Concernant la suite du procès, le fidèle avocat de Tran To Nga, qui la suit depuis l’engagement du procès en 2014, a estimé qu’il faudrait encore attendre de 18 à 24 mois pour obtenir une réponse de la cour de cassation. Pour rappel, Tran To Nga et son équipe avaient échoué une première fois en 2021, à la suite d’une question d’immunité de juridiction clamée par les avocats des entreprises accusées. L’argument prône le fait que les juges français ne sont pas en mesure de juger les firmes qui ont répondu à une commande de guerre, puisque cela reviendrait à juger les actes de l’État américain. « C’est une thèse qui a convaincu les juges en première instance et également en appel, parce qu’on a eu l’arrêt récemment en appel en août dernier.
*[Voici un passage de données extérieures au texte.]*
//! HTTP handler functions for the crowd monitor query API.

use actix_web::{HttpResponse, web};
use crowd_monitor_database::{self as store, DbError};
use crowd_monitor_server_models::{
    ApiAggregate, ApiDetail, ApiHealth, LatestQueryParams, NOT_FOUND_DETAIL, StatsQueryParams,
};

use crate::AppState;

/// `GET /health`
///
/// Reports only that the process is serving requests, regardless of the
/// state of the processing loop.
pub async fn health() -> HttpResponse {
    HttpResponse::Ok().json(ApiHealth::ok())
}

/// `GET /stats`
///
/// Lists aggregates newest first, optionally for one district.
pub async fn stats(
    state: web::Data<AppState>,
    params: web::Query<StatsQueryParams>,
) -> HttpResponse {
    let query = params.to_query();

    match store::query(state.db.as_ref(), &query).await {
        Ok(records) => {
            let aggregates: Vec<ApiAggregate> =
                records.into_iter().map(ApiAggregate::from).collect();
            HttpResponse::Ok().json(aggregates)
        }
        Err(e) => {
            log::error!("Failed to query aggregates: {e}");
            HttpResponse::InternalServerError().json(serde_json::json!({
                "error": "Failed to query aggregates"
            }))
        }
    }
}

/// `GET /stats/latest`
///
/// Returns the most recent aggregate for `district_id`, or `404` when the
/// district has none.
pub async fn latest(
    state: web::Data<AppState>,
    params: web::Query<LatestQueryParams>,
) -> HttpResponse {
    let Some(district_id) = params.district_id.as_deref().filter(|d| !d.is_empty()) else {
        return HttpResponse::BadRequest().json(ApiDetail::new("district_id is required"));
    };

    match store::latest(state.db.as_ref(), district_id).await {
        Ok(record) => HttpResponse::Ok().json(ApiAggregate::from(record)),
        Err(DbError::NotFound) => {
            log::debug!("No aggregates for district {district_id}");
            HttpResponse::NotFound().json(ApiDetail::new(NOT_FOUND_DETAIL))
        }
        Err(e) => {
            log::error!("Failed to load latest aggregate for {district_id}: {e}");
            HttpResponse::InternalServerError().json(serde_json::json!({
                "error": "Failed to load latest aggregate"
            }))
        }
    }
}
Donc on va poursuivre le combat. La question d’immunité de juridiction, qui empêche la justice de se prononcer sur un certain nombre d’actes et d’agissements, est une question très contemporaine, très moderne, qui refait surface et qui fait l’objet de débats croissants. Nous avons bon espoir que la cour de cassation nous entende sur cette question et nous dise que non : des sociétés purement commerciales, qui ont agi avec une logique de pur profit, ne peuvent pas s’abriter derrière l’immunité de juridiction pour ne pas assumer leur responsabilité », explique Bertrand Repolt. « Quoi qu’il arrive, le combat continue », conclut Tran To Nga. En novembre, il sera possible d’assister à la pièce "nos corps empoisonnés" au Vietnam. Plus d’informations prochainement.